Specifying the IP address of a DB2 subsystem in the associated BSDS is something that only recently (relatively speaking) became possible -- the capability was delivered with DB2 9 for z/OS. In a DB2 9 environment, an IP address can be added to a subsystem's communications record in the BSDS by way of the change log inventory utility, aka DSNJU003. The input statement for an execution of DSNJU003 that would place an IP address in the BSDS would be of this form:
Note that the address of the subsystem could also be specified in the BSDS in IPv6 form (colon hexadecimal). Note, too, that in a data sharing system you can place in the BSDS the IP address of the data sharing group as well as the address of the individual member subsystem. Also in a data data sharing environment it is highly recommended that the address of a DB2 subsystem be a dynamic virtual IP address, or DVIPA (that way, if a failed DB2 member is restarted on a different z/OS LPAR in the Parallel Sysplex, clients utilizing DRDA two-phase commit protocol will be able to re-connect to the member to resolve in-doubt threads).
If you put a DB2 subsystem's IP address in the associated BSDS, a PORT reservation statement for the subsystem in the LPAR's TCP/IP data set would look like this:
PORT 446 TCP DBP1DIST ; DRDA SQL PORT FOR DBP1
That's right: no IP address for the DB2 subsystem in the PORT statement. When a DB2 subsystem's IP address is recorded in that subsystem's BSDS, placing the address as well in a PORT statement for the DB2 subsystem is not only unnecessary, it's ill-advised. Why? Because if the IP address is recorded in both places (the BSDS and the PORT statement), the PORT statement wins. Why is that important? Because if z/OS Communications Server gets a DB2 subsystem's IP address from a PORT reservation statement, you miss out on the benefits of INADDR_ANY functionality. INADDR_ANY is a TCP/IP capability whereby, in a DB2 for z/OS context, a DB2 subsystem can accept requests to its port on any IP address. What that gives you is configuration and operational flexibility. This is particularly advantageous in a DB2 data sharing environment, and when DB2 Connect is running under Linux on System z and utilizing HiperSockets for access to DB2 for z/OS.

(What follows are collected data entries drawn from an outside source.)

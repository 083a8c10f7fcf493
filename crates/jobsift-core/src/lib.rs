//! Core domain model and company registry for jobsift.

use chrono::{DateTime, Utc};
use serde::{Deserialize, Serialize};

pub const CRATE_NAME: &str = "jobsift-core";

/// Raw listing handoff contract from source adapters into the sync pipeline.
///
/// `url` may be relative; `base_url` is the adapter's site root it resolves
/// against during normalization.
#[derive(Debug, Clone, PartialEq, Serialize, Deserialize)]
pub struct RawPosting {
    pub source: String,
    pub base_url: String,
    pub title: String,
    pub company: String,
    pub url: String,
    pub location: String,
    pub is_remote: bool,
    pub description: Option<String>,
    pub posted_at: Option<DateTime<Utc>>,
}

/// Canonical normalized job listing, the unit flowing through the pipeline.
///
/// `url` is the resolved absolute listing URL and doubles as the identity
/// key: it is assigned exactly once at normalization and never recomputed.
#[derive(Debug, Clone, PartialEq, Serialize, Deserialize)]
pub struct Posting {
    pub title: String,
    pub company: String,
    pub company_profile: Option<CompanyProfile>,
    pub url: String,
    pub location: String,
    pub is_remote: bool,
    pub description: Option<String>,
    pub requirements: Option<Vec<String>>,
    pub posted_at: Option<DateTime<Utc>>,
    pub relevance_score: Option<f64>,
    pub relevance_rationale: Option<String>,
    pub scraped_at: DateTime<Utc>,
}

impl Posting {
    /// Two postings denote the same listing iff their identity keys match.
    pub fn identity_key(&self) -> &str {
        &self.url
    }
}

/// Registry snapshot attached to accepted postings; immutable once attached.
#[derive(Debug, Clone, PartialEq, Serialize, Deserialize)]
pub struct CompanyProfile {
    pub name: String,
    #[serde(default)]
    pub employee_count: Option<u32>,
    #[serde(default)]
    pub founded_year: Option<i32>,
    #[serde(default)]
    pub is_public: bool,
    #[serde(default)]
    pub industry: Option<String>,
}

impl CompanyProfile {
    /// Threshold check against minimum headcount and years in business.
    /// Absent fields pass; only a populated field can fail a threshold.
    pub fn meets_criteria(
        &self,
        min_employees: u32,
        min_years_in_business: u32,
        as_of_year: i32,
    ) -> bool {
        if let Some(count) = self.employee_count {
            if count < min_employees {
                return false;
            }
        }
        if let Some(founded) = self.founded_year {
            if as_of_year - founded < min_years_in_business as i32 {
                return false;
            }
        }
        true
    }
}

/// Immutable allow-list of established companies, keyed case-insensitively
/// by name.
#[derive(Debug, Clone, Deserialize)]
pub struct CompanyRegistry {
    companies: Vec<CompanyProfile>,
}

impl CompanyRegistry {
    pub fn new(companies: Vec<CompanyProfile>) -> Self {
        Self { companies }
    }

    /// The curated built-in table of established tech companies
    /// (200+ employees, 5+ years in business).
    pub fn builtin() -> Self {
        Self::new(
            BUILTIN_COMPANIES
                .iter()
                .map(|&(name, employee_count, founded_year, is_public, industry)| {
                    CompanyProfile {
                        name: name.to_string(),
                        employee_count: Some(employee_count),
                        founded_year: Some(founded_year),
                        is_public,
                        industry: Some(industry.to_string()),
                    }
                })
                .collect(),
        )
    }

    /// Parse an override table from YAML (`companies:` list of profiles).
    pub fn from_yaml_str(text: &str) -> Result<Self, serde_yaml::Error> {
        serde_yaml::from_str(text)
    }

    pub fn contains(&self, name: &str) -> bool {
        self.lookup(name).is_some()
    }

    pub fn lookup(&self, name: &str) -> Option<&CompanyProfile> {
        self.companies
            .iter()
            .find(|c| c.name.eq_ignore_ascii_case(name))
    }

    pub fn len(&self) -> usize {
        self.companies.len()
    }

    pub fn is_empty(&self) -> bool {
        self.companies.is_empty()
    }

    pub fn profiles(&self) -> &[CompanyProfile] {
        &self.companies
    }
}

/// True when any keyword occurs as a case-insensitive substring of the title.
pub fn title_matches_keywords(title: &str, keywords: &[String]) -> bool {
    let title_lower = title.to_lowercase();
    keywords
        .iter()
        .any(|keyword| title_lower.contains(&keyword.to_lowercase()))
}

/// Audit record of one pipeline execution, persisted once per run.
#[derive(Debug, Clone, PartialEq, Serialize, Deserialize)]
pub struct RunSummary {
    pub run_id: String,
    pub started_at: DateTime<Utc>,
    pub finished_at: DateTime<Utc>,
    pub found_count: usize,
    pub filtered_count: usize,
    pub saved_count: usize,
    pub sources: Vec<String>,
    pub errors: Vec<String>,
}

impl RunSummary {
    pub fn new(run_id: impl Into<String>, started_at: DateTime<Utc>) -> Self {
        Self {
            run_id: run_id.into(),
            started_at,
            finished_at: started_at,
            found_count: 0,
            filtered_count: 0,
            saved_count: 0,
            sources: Vec::new(),
            errors: Vec::new(),
        }
    }
}

// name, employee_count, founded_year, is_public, industry
const BUILTIN_COMPANIES: &[(&str, u32, i32, bool, &str)] = &[
    // Major tech
    ("Microsoft", 221_000, 1975, true, "Software"),
    ("Amazon", 1_540_000, 1994, true, "E-commerce/Cloud"),
    ("Google", 190_000, 1998, true, "Technology"),
    ("Meta", 86_000, 2004, true, "Social Media"),
    ("Apple", 164_000, 1976, true, "Technology"),
    ("Netflix", 13_000, 1997, true, "Streaming"),
    ("Adobe", 29_000, 1982, true, "Software"),
    ("Salesforce", 80_000, 1999, true, "CRM/Cloud"),
    ("Oracle", 164_000, 1977, true, "Database/Cloud"),
    ("IBM", 282_000, 1911, true, "Technology"),
    ("Intel", 124_800, 1968, true, "Semiconductors"),
    ("Cisco", 83_000, 1984, true, "Networking"),
    ("VMware", 38_000, 1998, true, "Cloud/Virtualization"),
    ("SAP", 112_000, 1972, true, "Enterprise Software"),
    // Cloud & infrastructure
    ("Snowflake", 6_800, 2012, true, "Data Cloud"),
    ("Databricks", 5_000, 2013, false, "Data/AI"),
    ("MongoDB", 4_100, 2007, true, "Database"),
    ("Confluent", 3_000, 2014, true, "Data Streaming"),
    ("HashiCorp", 2_100, 2012, true, "Cloud Infrastructure"),
    ("GitLab", 2_200, 2014, true, "DevOps"),
    ("Atlassian", 11_000, 2002, true, "Software"),
    ("Elastic", 3_500, 2012, true, "Search/Analytics"),
    ("Cloudflare", 3_500, 2009, true, "CDN/Security"),
    ("Datadog", 6_500, 2010, true, "Monitoring"),
    // Fintech
    ("Stripe", 8_000, 2010, false, "Payments"),
    ("Square", 13_000, 2009, true, "FinTech"),
    ("PayPal", 30_000, 1998, true, "Payments"),
    ("Adyen", 3_800, 2006, true, "Payments"),
    ("Plaid", 1_000, 2013, false, "FinTech"),
    // E-commerce & marketplace
    ("Shopify", 11_600, 2006, true, "E-commerce"),
    ("eBay", 13_200, 1995, true, "E-commerce"),
    ("Etsy", 2_600, 2005, true, "E-commerce"),
    ("Wayfair", 16_800, 2002, true, "E-commerce"),
    // Cybersecurity
    ("CrowdStrike", 8_500, 2011, true, "Cybersecurity"),
    ("Palo Alto Networks", 13_800, 2005, true, "Cybersecurity"),
    ("Okta", 6_000, 2009, true, "Identity/Security"),
    ("Zscaler", 6_500, 2007, true, "Cloud Security"),
    ("Fortinet", 11_000, 2000, true, "Cybersecurity"),
    // Communication & collaboration
    ("Slack", 3_000, 2009, false, "Collaboration"),
    ("Zoom", 8_400, 2011, true, "Video Conferencing"),
    ("Twilio", 9_000, 2008, true, "Communications API"),
    ("DocuSign", 7_500, 2003, true, "Document Management"),
    // SaaS & business software
    ("ServiceNow", 22_000, 2003, true, "Enterprise SaaS"),
    ("Workday", 18_000, 2005, true, "HR/Finance SaaS"),
    ("HubSpot", 7_900, 2006, true, "Marketing Software"),
    ("Zendesk", 6_000, 2007, true, "Customer Service"),
    ("Splunk", 7_500, 2003, true, "Data Analytics"),
    ("Tableau", 5_000, 2003, false, "Analytics"),
    ("Asana", 1_600, 2008, true, "Project Management"),
    // Transportation
    ("Uber", 32_800, 2009, true, "Transportation"),
    ("Lyft", 4_000, 2012, true, "Transportation"),
    // Gaming
    ("Roblox", 2_400, 2004, true, "Gaming"),
    ("Unity", 7_700, 2004, true, "Gaming Engine"),
    // AI & ML
    ("Scale AI", 800, 2016, false, "AI/ML"),
    ("DataRobot", 1_000, 2012, false, "AI/ML"),
    // Established companies with large tech divisions
    ("Capital One", 55_000, 1994, true, "Financial Services"),
    ("JPMorgan Chase", 293_000, 1799, true, "Financial Services"),
    ("Goldman Sachs", 45_000, 1869, true, "Financial Services"),
    ("Bloomberg", 20_000, 1981, false, "Financial Data"),
    ("Visa", 26_500, 1958, true, "Payments"),
    ("Mastercard", 24_000, 1966, true, "Payments"),
    // European tech
    ("Spotify", 9_800, 2006, true, "Music Streaming"),
    ("Booking.com", 23_000, 1996, true, "Travel"),
    ("Delivery Hero", 42_000, 2011, true, "Food Delivery"),
];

There are other goodies associated with recording a DB2 subsystem's IP address in the BSDS instead of in a PORT reservation statement: you don't have to define a domain name for the DB2 subsystem to TCP/IP, and you can use SSL (Secure Socket Layer) for DRDA communications (not possible with BIND specific TCP/IP statements).
You've probably done a lot over the years to modernize your DB2 for z/OS environment. Getting a DB2 subsystem's IP address into the BSDS and out of the PORT reservation statement is another such move. Take this action and position your DB2 subsystem for enhanced client-server application availability, agility, and functionality.